Re: [RFC PATCH 4/8] MINOR: uri_normalizer: Add a `sort-query` normalizer

2021-04-13 Thread Christopher Faulet

Le 13/04/2021 à 18:05, Tim Düsterhus a écrit :

Christopher,

On 4/13/21 4:59 PM, Christopher Faulet wrote:

+/* Sorts the parameters within the given query string. Returns an ist
containing
+ * the new path and backed by `trash` or IST_NULL if the `len` not
sufficiently
+ * large to store the resulting path.
+ */
+struct ist uri_normalizer_query_sort(const struct ist query, const
char delim, char *trash, size_t len)
+{


I hadn't noticed it till now, but please don't use "trash" variable
name, it is confusing with the trash buffer used almost everywhere.
Especially because of my next comment :)


In fact the http-request normalize-uri action will pass a trash buffer
pointer into the function, that's why I found the name somewhat fitting.
But the exact method signature is up for discussion anyway (see my other
email).



It is the caller point of view.
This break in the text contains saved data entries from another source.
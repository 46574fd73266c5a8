use std::{
    env, fs,
    path::{Path, PathBuf},
};

use serde::{Deserialize, Serialize};
use strum::{Display, EnumString, VariantNames};
use tracing::{debug, info};

use crate::{data_plane_bail, error::result::DataPlaneResult};

/// Environment variable holding the path of the builder configuration file
pub const PAYCRYPTO_CONF_ENV: &str = "PAYCRYPTO_CONF";

/// Returns the path to the current user's home folder.
///
/// `HOME` on Linux and macOS, `USERPROFILE` or `HOMEDRIVE` + `HOMEPATH` on
/// Windows. Returns `None` if none of them is set.
fn get_home_folder() -> Option<PathBuf> {
    if let Some(home) = env::var_os("HOME") {
        return Some(PathBuf::from(home))
    } else if let Some(profile) = env::var_os("USERPROFILE") {
        return Some(PathBuf::from(profile))
    } else if let (Some(hdrive), Some(hpath)) = (env::var_os("HOMEDRIVE"), env::var_os("HOMEPATH"))
    {
        return Some(PathBuf::from(hdrive).join(hpath))
    }
    None
}

fn get_default_conf_path() -> Option<PathBuf> {
    get_home_folder().map(|home| home.join(".paycrypto/data_plane.json"))
}

/// How the builders treat several populated variants of the same oneof group
/// (e.g. both `DukptCmac` and `EmvMac` in the MAC attributes).
#[derive(
    Serialize, Deserialize, Debug, Display, EnumString, VariantNames, Clone, Copy, Default, PartialEq, Eq,
)]
#[serde(rename_all = "snake_case")]
#[strum(serialize_all = "snake_case")]
pub enum VariantExclusivity {
    /// Send the request as assembled and let the service reject it
    #[default]
    Deferred,
    /// Reject the request locally before any transport call
    Strict,
}

const fn default_true() -> bool {
    true
}

/// Builder settings.
///
/// ```json
/// {
///     "variant_exclusivity": "strict",
///     "reject_unknown_fields": true
/// }
/// ```
#[derive(Serialize, Deserialize, Eq, PartialEq, Debug, Clone, Copy)]
pub struct BuilderConf {
    #[serde(default)]
    pub variant_exclusivity: VariantExclusivity,
    /// Report fields that are not part of the operation's parameter surface
    #[serde(default = "default_true")]
    pub reject_unknown_fields: bool,
}

impl Default for BuilderConf {
    fn default() -> Self {
        Self {
            variant_exclusivity: VariantExclusivity::Deferred,
            reject_unknown_fields: true,
        }
    }
}

impl BuilderConf {
    /// Resolve the configuration file path from, in order:
    /// - the explicit `conf` argument, which must exist
    /// - the `PAYCRYPTO_CONF` environment variable, which must point to an existing file
    /// - `~/.paycrypto/data_plane.json`
    ///
    /// Returns `None` when no explicit path is given and the default one
    /// cannot be determined.
    pub fn location(conf: Option<&Path>) -> DataPlaneResult<Option<PathBuf>> {
        if let Some(conf_path) = conf {
            if !conf_path.exists() {
                data_plane_bail!("Configuration file {} does not exist", conf_path.display());
            }
            return Ok(Some(conf_path.to_path_buf()))
        } else if let Some(conf_path) = env::var_os(PAYCRYPTO_CONF_ENV).map(PathBuf::from) {
            if !conf_path.exists() {
                data_plane_bail!(
                    "Configuration file {} specified in {PAYCRYPTO_CONF_ENV} environment \
                     variable does not exist",
                    conf_path.display()
                );
            }
            return Ok(Some(conf_path))
        }
        Ok(get_default_conf_path())
    }

    /// Load the configuration, falling back to defaults when the default
    /// location holds no file.
    pub fn load(conf: Option<&Path>) -> DataPlaneResult<Self> {
        match Self::location(conf)? {
            Some(path) if path.exists() => {
                debug!("loading builder configuration from {}", path.display());
                Self::from_json_path(&path)
            }
            _ => {
                info!("no builder configuration file found, using defaults");
                Ok(Self::default())
            }
        }
    }

    pub fn from_json_path(path: &Path) -> DataPlaneResult<Self> {
        let json = fs::read_to_string(path)?;
        Self::from_json_str(&json)
    }

    pub fn from_json_str(json: &str) -> DataPlaneResult<Self> {
        serde_json::from_str(json).map_err(|e| {
            crate::DataPlaneError::Configuration(format!("invalid builder configuration: {e}"))
        })
    }
}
For the normalizers, it is just a destination 
buffer, not necessarily a trash buffer. Here, it is just to avoid confusion with 
the global variable.


--
Christopher Faulet



Re: [RFC PATCH 4/8] MINOR: uri_normalizer: Add a `sort-query` normalizer

2021-04-13 Thread Tim Düsterhus

Christopher,

On 4/13/21 4:59 PM, Christopher Faulet wrote:
+/* Sorts the parameters within the given query string. Returns an ist 
containing
+ * the new path and backed by `trash` or IST_NULL if the `len` not 
sufficiently

+ * large to store the resulting path.
+ */
+struct ist uri_normalizer_query_sort(const struct ist query, const 
char delim, char *trash, size_t len)

+{


I hadn't noticed it till now, but please don't use "trash" variable 
name, it is confusing with the trash buffer used almost everywhere. 
Especially because of my next comment :)


In fact the http-request normalize-uri action will pass a trash buffer 
pointer into the function, that's why I found the name somewhat fitting. 
But the exact method signature is up for discussion anyway (see my other 
email).


Best regards
Tim Düsterhus



Re: [RFC PATCH 4/8] MINOR: uri_normalizer: Add a `sort-query` normalizer

2021-04-13 Thread Christopher Faulet

Le 08/04/2021 à 20:59, Tim Duesterhus a écrit :

Willy,
Christopher,

This one comes with dynamic allocation. The next patch will add an optimization
for a small number of arguments. However dynamic allocation within the main
processing logic is pretty ugly, so this should be looked at further.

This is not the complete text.